The plea in abatement here in question does not put in issue the ground of attachment alleged in the affidavit, but only the truth of the matter specially required by Section 6178, Code, when both plaintiff and defendant are nonresidents.
Section 6173, Code, specifies the grounds which will support an attachment, one is when defendant resides out of the state. It is certainly true that the time to which the affidavit in that respect is confined is the date of the affidavit. Any change of that status would not affect the attachment writ.
But the special affidavit required in Section 6178, supra, is not a ground for the attachment. That must be made in addition to the existence of the ground in Section 6173, supra, that defendant resides out of the state. The special affidavit does not seem to be necessary when the ground is some other specified in that section of the code.
The falsity of the matter thus specially required is but an impediment in the way of the prosecution of the attachment suit authorized and justified in every other respect and in no manner here controverted. That is to say that the existence of sufficient property in Colorado merely suspends the right to an attachment by a nonresident, against a resident of Colorado in this state until that impediment is removed. When that event occurs there is then no impediment. Our holding is in substance that when through the voluntary act or omission of defendant, or through some act not chargeable to plaintiff that impediment is swept away before the trial of the plea which puts it in issue, defendant is not in position to rely on it as a reason for discontinuing the prosecution of a suit otherwise available. *Page 119
This requirement first made its appearance in the act of December 25, 1824 (Acts of 1824 of Alabama, p. 6). In Section 2 of it, the requirement for the special affidavit is made as is now contained in Section 6178, supra.

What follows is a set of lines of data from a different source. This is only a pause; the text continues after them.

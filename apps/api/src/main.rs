mod compiler;
mod config;
mod errors;
mod generation;
mod latex;
mod models;
mod preview;
mod routes;
mod state;

use anyhow::{Context, Result};
use std::net::SocketAddr;
use std::sync::Arc;
use tower_http::{cors::CorsLayer, trace::TraceLayer};
use tracing::info;
use tracing_subscriber::{layer::SubscriberExt, util::SubscriberInitExt, EnvFilter};

use crate::compiler::CompilationClient;
use crate::config::Config;
use crate::latex::TemplateSource;
use crate::preview::PreviewRegistry;
use crate::routes::build_router;
use crate::state::AppState;

#[tokio::main]
async fn main() -> Result<()> {
    // Load configuration first (fails on missing required env vars)
    let config = Config::from_env()?;

    // Initialize structured logging
    tracing_subscriber::registry()
        .with(EnvFilter::try_from_default_env().unwrap_or_else(|_| {
            EnvFilter::new(format!(
                "{}={}",
                env!("CARGO_PKG_NAME").replace('-', "_"),
                &config.rust_log
            ))
        }))
        .with(tracing_subscriber::fmt::layer())
        .init();

    info!("Starting cvtex API v{}", env!("CARGO_PKG_VERSION"));

    let compiler = CompilationClient::new(config.compiler_url.clone(), config.compile_timeout)
        .context("Failed to build HTTP client for the LaTeX compiler")?;
    info!(
        "Compilation client initialized (endpoint: {}, timeout: {}s)",
        compiler.endpoint(),
        config.compile_timeout.as_secs()
    );

    let template = TemplateSource::from_path(config.template_path.clone());
    info!("Template source: {}", template.describe());

    let state = AppState {
        compiler: Arc::new(compiler),
        template,
        previews: PreviewRegistry::new(),
    };

    let app = build_router(state)
        .layer(TraceLayer::new_for_http())
        .layer(CorsLayer::permissive());

    let addr: SocketAddr = format!("0.0.0.0:{}", config.port).parse()?;
    info!("Listening on {addr}");

    let listener = tokio::net::TcpListener::bind(addr).await?;
    axum::serve(listener, app).await?;

    Ok(())
}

We have searched for a similar requirement in other jurisdictions in the hope that such a question has been there considered. The states generally do not seem to have requirement similar to ours. See 6 C.J. 39; 7 C.J.S. 209, Attachment, § 20, subd. b; 4 Amer.Juris. 632, § 124.
But sometimes restrictions are placed on nonresident plaintiffs in attachment. But there are none apparently which resembles our statute enough to find a precedent in their decisions.
So that we must revert to reason and the purpose of the requirement and give it effect justly. And upon that basis we have here analyzed it and reached the conclusion announced.
Application for rehearing overruled.
GARDNER, C. J., and THOMAS and BROWN, JJ., concur.